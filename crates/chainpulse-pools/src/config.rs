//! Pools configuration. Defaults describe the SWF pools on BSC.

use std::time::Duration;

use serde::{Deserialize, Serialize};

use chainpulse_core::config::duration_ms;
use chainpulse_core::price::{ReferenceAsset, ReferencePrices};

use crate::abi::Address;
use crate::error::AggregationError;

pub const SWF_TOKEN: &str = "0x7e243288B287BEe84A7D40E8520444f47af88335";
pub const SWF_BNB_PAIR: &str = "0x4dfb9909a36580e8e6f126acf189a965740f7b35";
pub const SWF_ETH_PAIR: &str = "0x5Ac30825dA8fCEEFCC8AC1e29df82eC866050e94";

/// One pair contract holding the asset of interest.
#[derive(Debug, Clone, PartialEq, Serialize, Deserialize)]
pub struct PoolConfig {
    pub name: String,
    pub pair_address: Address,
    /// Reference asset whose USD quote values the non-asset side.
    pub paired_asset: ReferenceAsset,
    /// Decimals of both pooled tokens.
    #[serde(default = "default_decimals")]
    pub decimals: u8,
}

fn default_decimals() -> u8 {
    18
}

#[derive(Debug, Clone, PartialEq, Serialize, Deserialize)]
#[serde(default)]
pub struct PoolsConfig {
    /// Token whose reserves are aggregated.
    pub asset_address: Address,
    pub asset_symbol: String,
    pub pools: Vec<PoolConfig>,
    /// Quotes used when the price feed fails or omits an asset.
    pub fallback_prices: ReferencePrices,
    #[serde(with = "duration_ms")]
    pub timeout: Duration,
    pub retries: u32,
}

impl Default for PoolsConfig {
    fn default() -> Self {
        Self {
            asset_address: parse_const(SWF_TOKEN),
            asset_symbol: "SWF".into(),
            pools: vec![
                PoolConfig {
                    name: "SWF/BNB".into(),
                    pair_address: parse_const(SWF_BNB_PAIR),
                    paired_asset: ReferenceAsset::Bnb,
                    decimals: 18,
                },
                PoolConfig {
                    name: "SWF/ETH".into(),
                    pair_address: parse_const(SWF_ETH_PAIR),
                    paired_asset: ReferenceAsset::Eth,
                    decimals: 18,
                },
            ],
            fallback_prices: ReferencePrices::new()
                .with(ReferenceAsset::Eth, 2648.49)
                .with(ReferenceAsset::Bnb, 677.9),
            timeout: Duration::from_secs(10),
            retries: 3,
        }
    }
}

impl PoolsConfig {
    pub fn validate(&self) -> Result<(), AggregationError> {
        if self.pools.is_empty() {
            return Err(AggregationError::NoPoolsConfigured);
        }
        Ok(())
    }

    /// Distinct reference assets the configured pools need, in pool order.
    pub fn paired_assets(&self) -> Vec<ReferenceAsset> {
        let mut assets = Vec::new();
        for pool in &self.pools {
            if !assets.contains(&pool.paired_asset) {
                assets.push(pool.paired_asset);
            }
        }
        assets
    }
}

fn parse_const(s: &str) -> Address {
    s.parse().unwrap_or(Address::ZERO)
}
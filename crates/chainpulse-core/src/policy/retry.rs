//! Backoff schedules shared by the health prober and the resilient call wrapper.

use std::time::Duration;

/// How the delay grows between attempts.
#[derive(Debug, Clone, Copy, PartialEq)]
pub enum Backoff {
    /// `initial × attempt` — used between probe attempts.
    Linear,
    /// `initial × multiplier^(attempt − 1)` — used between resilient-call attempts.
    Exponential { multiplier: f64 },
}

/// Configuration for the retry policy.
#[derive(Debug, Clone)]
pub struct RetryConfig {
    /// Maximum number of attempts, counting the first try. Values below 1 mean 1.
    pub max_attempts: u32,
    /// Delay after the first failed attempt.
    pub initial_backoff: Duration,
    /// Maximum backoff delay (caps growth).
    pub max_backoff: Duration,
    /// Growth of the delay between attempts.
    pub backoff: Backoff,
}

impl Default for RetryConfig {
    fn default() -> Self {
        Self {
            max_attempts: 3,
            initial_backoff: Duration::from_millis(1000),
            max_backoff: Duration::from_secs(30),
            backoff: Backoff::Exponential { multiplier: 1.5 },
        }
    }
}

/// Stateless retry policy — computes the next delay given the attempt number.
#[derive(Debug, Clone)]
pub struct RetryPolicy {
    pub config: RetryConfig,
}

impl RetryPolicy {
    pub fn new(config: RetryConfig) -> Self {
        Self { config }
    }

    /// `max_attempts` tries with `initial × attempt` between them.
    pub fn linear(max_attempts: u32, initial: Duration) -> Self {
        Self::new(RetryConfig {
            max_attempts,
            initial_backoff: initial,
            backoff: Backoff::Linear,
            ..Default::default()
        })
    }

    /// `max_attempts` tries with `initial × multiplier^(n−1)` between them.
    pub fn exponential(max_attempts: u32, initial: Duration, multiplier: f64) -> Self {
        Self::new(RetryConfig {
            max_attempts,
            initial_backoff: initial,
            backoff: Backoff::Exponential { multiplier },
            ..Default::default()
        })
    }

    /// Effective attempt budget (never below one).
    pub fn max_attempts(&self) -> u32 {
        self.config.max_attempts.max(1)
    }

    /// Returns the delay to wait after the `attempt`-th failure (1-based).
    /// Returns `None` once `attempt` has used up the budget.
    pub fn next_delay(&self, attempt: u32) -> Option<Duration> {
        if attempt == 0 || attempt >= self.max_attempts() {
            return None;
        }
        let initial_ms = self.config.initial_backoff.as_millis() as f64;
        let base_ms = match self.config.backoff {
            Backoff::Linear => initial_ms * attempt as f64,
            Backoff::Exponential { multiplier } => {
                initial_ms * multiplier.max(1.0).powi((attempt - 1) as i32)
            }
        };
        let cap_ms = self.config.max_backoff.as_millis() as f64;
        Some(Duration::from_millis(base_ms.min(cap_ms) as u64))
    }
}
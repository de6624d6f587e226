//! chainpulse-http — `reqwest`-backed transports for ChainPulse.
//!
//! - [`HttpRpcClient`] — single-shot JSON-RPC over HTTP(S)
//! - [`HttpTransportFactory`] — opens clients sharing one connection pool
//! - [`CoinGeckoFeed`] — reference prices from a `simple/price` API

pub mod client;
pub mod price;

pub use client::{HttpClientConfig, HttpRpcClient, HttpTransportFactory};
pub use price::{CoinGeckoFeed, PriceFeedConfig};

|---|

→ The problem:
Line by line, output the records exactly as given.

→ Finished exercise:
filename crates/chainpulse-pools/src/config.rs
//! Pools configuration. Defaults describe the SWF pools on BSC.

use std::time::Duration;

use serde::{Deserialize, Serialize};

use chainpulse_core::config::duration_ms;
use chainpulse_core::price::{ReferenceAsset, ReferencePrices};

use crate::abi::Address;
use crate::error::AggregationError;

pub const SWF_TOKEN: &str = "0x7e243288B287BEe84A7D40E8520444f47af88335";
pub const SWF_BNB_PAIR: &str = "0x4dfb9909a36580e8e6f126acf189a965740f7b35";
pub const SWF_ETH_PAIR: &str = "0x5Ac30825dA8fCEEFCC8AC1e29df82eC866050e94";

/// One pair contract holding the asset of interest.
#[derive(Debug, Clone, PartialEq, Serialize, Deserialize)]
pub struct PoolConfig {
    pub name: String,
    pub pair_address: Address,
    /// Reference asset whose USD quote values the non-asset side.
    pub paired_asset: ReferenceAsset,
    /// Decimals of both pooled tokens.
    #[serde(default = "default_decimals")]
    pub decimals: u8,
}

fn default_decimals() -> u8 {
    18
}

#[derive(Debug, Clone, PartialEq, Serialize, Deserialize)]
#[serde(default)]
pub struct PoolsConfig {
    /// Token whose reserves are aggregated.
    pub asset_address: Address,
    pub asset_symbol: String,
    pub pools: Vec<PoolConfig>,
    /// Quotes used when the price feed fails or omits an asset.
    pub fallback_prices: ReferencePrices,
    #[serde(with = "duration_ms")]
    pub timeout: Duration,
    pub retries: u32,
}

impl Default for PoolsConfig {
    fn default() -> Self {
        Self {
            asset_address: parse_const(SWF_TOKEN),
            asset_symbol: "SWF".into(),
            pools: vec![
                PoolConfig {
                    name: "SWF/BNB".into(),
                    pair_address: parse_const(SWF_BNB_PAIR),
                    paired_asset: ReferenceAsset::Bnb,
                    decimals: 18,
                },
                PoolConfig {
                    name: "SWF/ETH".into(),
                    pair_address: parse_const(SWF_ETH_PAIR),
                    paired_asset: ReferenceAsset::Eth,
                    decimals: 18,
                },
            ],
            fallback_prices: ReferencePrices::new()
                .with(ReferenceAsset::Eth, 2648.49)
                .with(ReferenceAsset::Bnb, 677.9),
            timeout: Duration::from_secs(10),
            retries: 3,
        }
    }
}

impl PoolsConfig {
    pub fn validate(&self) -> Result<(), AggregationError> {
        if self.pools.is_empty() {
            return Err(AggregationError::NoPoolsConfigured);
        }
        Ok(())
    }

    /// Distinct reference assets the configured pools need, in pool order.
    pub fn paired_assets(&self) -> Vec<ReferenceAsset> {
        let mut assets = Vec::new();
        for pool in &self.pools {
            if !assets.contains(&pool.paired_asset) {
                assets.push(pool.paired_asset);
            }
        }
        assets
    }
}

fn parse_const(s: &str) -> Address {
    s.parse().unwrap_or(Address::ZERO)
}
filename crates/chainpulse-core/src/policy/retry.rs
//! Backoff schedules shared by the health prober and the resilient call wrapper.

use std::time::Duration;

/// How the delay grows between attempts.
#[derive(Debug, Clone, Copy, PartialEq)]
pub enum Backoff {
    /// `initial × attempt` — used between probe attempts.
    Linear,
    /// `initial × multiplier^(attempt − 1)` — used between resilient-call attempts.
    Exponential { multiplier: f64 },
}

/// Configuration for the retry policy.
#[derive(Debug, Clone)]
pub struct RetryConfig {
    /// Maximum number of attempts, counting the first try. Values below 1 mean 1.
    pub max_attempts: u32,
    /// Delay after the first failed attempt.
    pub initial_backoff: Duration,
    /// Maximum backoff delay (caps growth).
    pub max_backoff: Duration,
    /// Growth of the delay between attempts.
    pub backoff: Backoff,
}

impl Default for RetryConfig {
    fn default() -> Self {
        Self {
            max_attempts: 3,
            initial_backoff: Duration::from_millis(1000),
            max_backoff: Duration::from_secs(30),
            backoff: Backoff::Exponential { multiplier: 1.5 },
        }
    }
}

/// Stateless retry policy — computes the next delay given the attempt number.
#[derive(Debug, Clone)]
pub struct RetryPolicy {
    pub config: RetryConfig,
}

impl RetryPolicy {
    pub fn new(config: RetryConfig) -> Self {
        Self { config }
    }

    /// `max_attempts` tries with `initial × attempt` between them.
    pub fn linear(max_attempts: u32, initial: Duration) -> Self {
        Self::new(RetryConfig {
            max_attempts,
            initial_backoff: initial,
            backoff: Backoff::Linear,
            ..Default::default()
        })
    }

    /// `max_attempts` tries with `initial × multiplier^(n−1)` between them.
    pub fn exponential(max_attempts: u32, initial: Duration, multiplier: f64) -> Self {
        Self::new(RetryConfig {
            max_attempts,
            initial_backoff: initial,
            backoff: Backoff::Exponential { multiplier },
            ..Default::default()
        })
    }

    /// Effective attempt budget (never below one).
    pub fn max_attempts(&self) -> u32 {
        self.config.max_attempts.max(1)
    }

    /// Returns the delay to wait after the `attempt`-th failure (1-based).
    /// Returns `None` once `attempt` has used up the budget.
    pub fn next_delay(&self, attempt: u32) -> Option<Duration> {
        if attempt == 0 || attempt >= self.max_attempts() {
            return None;
        }
        let initial_ms = self.config.initial_backoff.as_millis() as f64;
        let base_ms = match self.config.backoff {
            Backoff::Linear => initial_ms * attempt as f64,
            Backoff::Exponential { multiplier } => {
                initial_ms * multiplier.max(1.0).powi((attempt - 1) as i32)
            }
        };
        let cap_ms = self.config.max_backoff.as_millis() as f64;
        Some(Duration::from_millis(base_ms.min(cap_ms) as u64))
    }
}
repository de6624d6f587e226
//! chainpulse-http — `reqwest`-backed transports for ChainPulse.
//!
//! - [`HttpRpcClient`] — single-shot JSON-RPC over HTTP(S)
//! - [`HttpTransportFactory`] — opens clients sharing one connection pool
//! - [`CoinGeckoFeed`] — reference prices from a `simple/price` API

pub mod client;
pub mod price;

pub use client::{HttpClientConfig, HttpRpcClient, HttpTransportFactory};
pub use price::{CoinGeckoFeed, PriceFeedConfig};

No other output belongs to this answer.